10.3 Exercises#

Exercise 1: The Dataset#

Remember the diabetes dataset which we used in a few weeks ago to predict the presence of diabetes. This week, our goal will be to explore the six blood serum measures, aiming to find underlying factors within them.

The data is already loaded and processed. Please do the following:

  1. Print and read through the description of the dataset using the .DESCR attribute

  2. Inspect the DataFrame and check if it contains the correct variables

  3. Plot the correlation matrix of the blood serum measures (e.g. with sns.heatmap() or plt.imshow()).

import pandas as pd
import seaborn as sns
import matplotlib.pyplot as plt
from sklearn import datasets

# Load the six blood serum measures (s1-s6) of the diabetes dataset
diabetes_data = datasets.load_diabetes(as_frame=True)
df = diabetes_data.data[['s1', 's2', 's3', 's4', 's5', 's6']]

# TODO: Exercise 1

Exercise 2: Fitting the Model#

Use factor_analyzer package to fit a first non-rotated model with the minres optimizer and the number of factors corresponding to the number of items. Determine the most suitable number of factors using the Kaiser criterion.

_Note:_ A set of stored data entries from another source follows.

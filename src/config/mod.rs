//! Configuration module for the cross-build.
//!
//! # Module Structure
//!
//! - `loader`: reads optional TOML overrides from disk
//! - `validator`: checks the merged configuration before any side effect
//!
//! # Configuration Flow
//!
//! 1. `BuildConfig::from_base_dir` produces the fixed defaults
//! 2. An optional `ConfigFile` is layered on top (`apply_overrides`)
//! 3. Command-line switches are applied by the binary
//! 4. `validator::validate_config` runs before the orchestrator starts

pub mod loader;
pub mod validator;

use crate::error::ConfigError;
use crate::models::{BuildConfig, FlagMap, SdkSelection};
use std::path::{Component, Path, PathBuf};

pub use loader::{load_config_file, ConfigFile};

pub const DEFAULT_SOURCE_DIR: &str = "ceres-solver";
pub const DEFAULT_EIGEN_DIR: &str = "eigen-3.2.1";
pub const DEFAULT_BUILD_DIR: &str = "build";
pub const DEFAULT_INSTALL_DIR: &str = "dist";
pub const DEFAULT_TOOLCHAIN_FILE: &str = "iOS-toolchain.cmake";
pub const DEFAULT_ARCHS: &[&str] = &["armv7"];
pub const DEFAULT_MIN_OS_VERSION: &str = "6.0";
pub const DEFAULT_SDK_PLATFORM: &str = "iphoneos";

impl BuildConfig {
    /// Default layout: every path is a fixed name joined onto `base_dir`.
    ///
    /// A relative `base_dir` is made absolute against the current directory,
    /// since cmake runs with the build directory as its working directory.
    pub fn from_base_dir(base_dir: impl Into<PathBuf>) -> Self {
        let base_dir = absolute_path(&base_dir.into());
        let p = |name: &str| base_dir.join(name);
        BuildConfig {
            source_dir: p(DEFAULT_SOURCE_DIR),
            eigen_include_dir: p(DEFAULT_EIGEN_DIR),
            build_dir: p(DEFAULT_BUILD_DIR),
            install_dir: p(DEFAULT_INSTALL_DIR),
            toolchain_file: p(DEFAULT_TOOLCHAIN_FILE),
            archs: DEFAULT_ARCHS.iter().map(|a| a.to_string()).collect(),
            min_os_version: DEFAULT_MIN_OS_VERSION.to_string(),
            sdk_platform: DEFAULT_SDK_PLATFORM.to_string(),
            sdk_selection: SdkSelection::LastListed,
            compiler_defines: FlagMap::new().with("MINIGLOG", 1),
            install: true,
            inject_toolchain_env: false,
            base_dir,
        }
    }

    /// Resolve `path` against the base directory; absolute paths pass through.
    /// The result is lexically normalized (no `.` or `..` components).
    pub fn resolve(&self, path: impl AsRef<Path>) -> PathBuf {
        normalize_path(&self.base_dir.join(path))
    }

    /// Layer a parsed config file over this configuration.
    ///
    /// Keys absent from the file keep their current value. Defines from the
    /// file are merged into `compiler_defines`, replacing values of existing keys.
    pub fn apply_overrides(&mut self, file: &ConfigFile) -> Result<(), ConfigError> {
        if let Some(ref dir) = file.source_dir {
            self.source_dir = self.resolve(dir);
        }
        if let Some(ref dir) = file.eigen_include_dir {
            self.eigen_include_dir = self.resolve(dir);
        }
        if let Some(ref dir) = file.build_dir {
            self.build_dir = self.resolve(dir);
        }
        if let Some(ref dir) = file.install_dir {
            self.install_dir = self.resolve(dir);
        }
        if let Some(ref tc) = file.toolchain_file {
            self.toolchain_file = self.resolve(tc);
        }
        if let Some(ref archs) = file.archs {
            self.archs = archs.clone();
        }
        if let Some(ref version) = file.min_os_version {
            self.min_os_version = version.clone();
        }
        if let Some(ref platform) = file.sdk_platform {
            self.sdk_platform = platform.clone();
        }
        if let Some(selection) = file.sdk_selection {
            self.sdk_selection = selection;
        }
        if let Some(install) = file.install {
            self.install = install;
        }
        if let Some(inject) = file.inject_toolchain_env {
            self.inject_toolchain_env = inject;
        }
        if let Some(ref defines) = file.compiler_defines {
            for (key, value) in defines {
                self.compiler_defines
                    .insert(key.as_str(), loader::define_value_to_string(key, value)?);
            }
        }
        Ok(())
    }
}

/// Make `path` absolute against the current directory, then normalize it.
///
/// Symlinks are not resolved; the path does not need to exist.
pub fn absolute_path(path: &Path) -> PathBuf {
    if path.is_absolute() {
        return normalize_path(path);
    }
    match std::env::current_dir() {
        Ok(cwd) => normalize_path(&cwd.join(path)),
        Err(e) => {
            log::warn!("[Config] Cannot resolve {} against the current directory: {}", path.display(), e);
            normalize_path(path)
        }
    }
}

/// Drop `.` components and fold `..` into the preceding component.
///
/// `..` directly under the root stays at the root; leading `..` of a
/// relative path is kept.
pub fn normalize_path(path: &Path) -> PathBuf {
    let mut out = PathBuf::new();
    for component in path.components() {
        match component {
            Component::CurDir => {}
            Component::ParentDir => match out.components().next_back() {
                Some(Component::Normal(_)) => {
                    out.pop();
                }
                Some(Component::RootDir) | Some(Component::Prefix(_)) => {}
                _ => out.push(".."),
            },
            other => out.push(other.as_os_str()),
        }
    }
    out
}
use chrono::{DateTime, Duration, NaiveDate, NaiveTime, Utc};
use serde::Serialize;

use crate::{models::CaseReport, policy::ALERT_WINDOW_DAYS};

/// Headline totals for the dashboard.
#[derive(Debug, Clone, Copy, Default, PartialEq, Eq, Serialize)]
#[serde(rename_all = "camelCase")]
pub struct Summary {
    pub today_total: i64,
    pub week_total: i64,
    pub total: i64,
    pub report_count: usize,
}

/// Whole days between `now` and midnight UTC of `date`, rounded up, in either direction.
fn days_apart(now: DateTime<Utc>, date: NaiveDate) -> u64 {
    let day = Duration::days(1).num_milliseconds().unsigned_abs();
    let gap = (now - date.and_time(NaiveTime::MIN).and_utc())
        .num_milliseconds()
        .unsigned_abs();

    gap.div_ceil(day)
}

/// `week_total` counts reports dated at most seven started days from `now` on either side.
/// Once `now` is past midnight, a report dated exactly a week back falls outside.
pub fn summarize(reports: &[CaseReport], now: DateTime<Utc>) -> Summary {
    let today = now.date_naive();

    reports.iter().fold(Summary::default(), |mut summary, report| {
        let distance = days_apart(now, report.timestamp);

        if report.timestamp == today {
            summary.today_total += report.cases;
        }
        if distance <= ALERT_WINDOW_DAYS.unsigned_abs() {
            summary.week_total += report.cases;
        }

        summary.total += report.cases;
        summary.report_count += 1;
        summary
    })
}
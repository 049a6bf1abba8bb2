use std::collections::BTreeMap;

use chrono::{DateTime, Duration, NaiveDate, NaiveTime, Utc};

use crate::{
    models::{Alert, AlertSeverity, CaseReport},
    policy::{ALERT_WINDOW_DAYS, is_alert_worthy},
};

/// Earliest instant inside the rolling window ending at `now`.
pub fn window_start(now: DateTime<Utc>) -> DateTime<Utc> {
    now - Duration::days(ALERT_WINDOW_DAYS)
}

/// A report date stands for midnight UTC of that day.
pub fn in_window(date: NaiveDate, start: DateTime<Utc>) -> bool {
    date.and_time(NaiveTime::MIN).and_utc() >= start
}

/// One high-severity alert per disease whose total over the last seven days exceeds the alert
/// threshold. Alerts are ordered by disease name.
///
/// Ids and timestamps come from `now`, so two calls over the same data produce equal content
/// under different ids.
pub fn compute_alerts(reports: &[CaseReport], now: DateTime<Utc>) -> Vec<Alert> {
    let start = window_start(now);

    let mut totals: BTreeMap<&str, i64> = BTreeMap::new();
    for report in reports.iter().filter(|r| in_window(r.timestamp, start)) {
        *totals.entry(report.disease.as_str()).or_default() += report.cases;
    }

    totals
        .into_iter()
        .filter(|(_, total)| is_alert_worthy(*total))
        .map(|(disease, total)| Alert {
            id: format!("{disease}-{}", now.timestamp_millis()),
            message: format!("Severe {disease} outbreak with {total} cases"),
            severity: AlertSeverity::High,
            timestamp: now,
        })
        .collect()
}

#[cfg(test)]
mod tests {
    use chrono::TimeZone;

    use super::*;

    fn now() -> DateTime<Utc> {
        Utc.with_ymd_and_hms(2024, 6, 15, 12, 0, 0).unwrap()
    }

    fn report(disease: &str, cases: i64, days_ago: i64) -> CaseReport {
        CaseReport {
            id: format!("{disease}-{days_ago}"),
            disease: disease.to_string(),
            city: "Delhi".to_string(),
            cases,
            timestamp: (now() - Duration::days(days_ago)).date_naive(),
            lat: 28.6139,
            lng: 77.209,
            created_at: now(),
        }
    }

    #[test]
    fn test_exactly_threshold_is_quiet() {
        let reports = vec![report("Dengue", 600, 1), report("Dengue", 400, 3)];

        assert!(compute_alerts(&reports, now()).is_empty());
    }

    #[test]
    fn test_above_threshold_alerts_once() {
        let reports = vec![report("Dengue", 600, 1), report("Dengue", 401, 3)];

        let alerts = compute_alerts(&reports, now());
        assert_eq!(alerts.len(), 1);

        let alert = &alerts[0];
        assert_eq!(alert.message, "Severe Dengue outbreak with 1001 cases");
        assert_eq!(alert.severity, AlertSeverity::High);
        assert_eq!(alert.timestamp, now());
        assert_eq!(alert.id, format!("Dengue-{}", now().timestamp_millis()));
    }

    #[test]
    fn test_old_reports_are_ignored() {
        let reports = vec![
            report("Cholera", 900, 2),
            report("Cholera", 5000, 8),
            report("Cholera", 200, 6),
        ];

        let alerts = compute_alerts(&reports, now());
        assert_eq!(alerts.len(), 1);
        assert_eq!(alerts[0].message, "Severe Cholera outbreak with 1100 cases");
    }

    #[test]
    fn test_boundary_day_excluded_after_midnight() {
        let reports = vec![report("Dengue", 5000, 7)];

        assert!(compute_alerts(&reports, now()).is_empty());
    }

    #[test]
    fn test_boundary_day_included_at_midnight() {
        let midnight = Utc.with_ymd_and_hms(2024, 6, 15, 0, 0, 0).unwrap();
        let reports = vec![report("Dengue", 5000, 7)];

        assert_eq!(compute_alerts(&reports, midnight).len(), 1);
    }

    #[test]
    fn test_grouped_per_disease() {
        let reports = vec![
            report("Malaria", 800, 0),
            report("Typhoid", 800, 0),
            report("malaria", 800, 0),
            report("Typhoid", 300, 4),
        ];

        let alerts = compute_alerts(&reports, now());
        assert_eq!(alerts.len(), 1);
        assert!(alerts[0].message.starts_with("Severe Typhoid"));
    }

    #[test]
    fn test_identity_not_stable_across_calls() {
        let reports = vec![report("Influenza", 2000, 0)];
        let later = now() + Duration::milliseconds(5);

        let first = compute_alerts(&reports, now());
        let second = compute_alerts(&reports, later);

        assert_eq!(first[0].message, second[0].message);
        assert_ne!(first[0].id, second[0].id);
    }

    #[test]
    fn test_window_start() {
        let start = window_start(now());

        assert_eq!(start, Utc.with_ymd_and_hms(2024, 6, 8, 12, 0, 0).unwrap());
        assert!(!in_window(NaiveDate::from_ymd_opt(2024, 6, 8).unwrap(), start));
        assert!(in_window(NaiveDate::from_ymd_opt(2024, 6, 9).unwrap(), start));
    }
}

from factor_analyzer import FactorAnalyzer

# TODO: Exercise 2

Exercise 3: Loadings & Communalities#

After selecting the number of factors, fit a final model with oblimin rotation. Print the rotated factor loadings and communalities. Do the communalities suggest a good model fit?

# TODO: Exercise 3

Voluntary exercise 1: Improving the Fit#

Look again at the Communalities. Some variables are badly represented by the factor structure. Exclude them and fit the model again. Did the fit improve?

# TODO: Voluntary exercise 1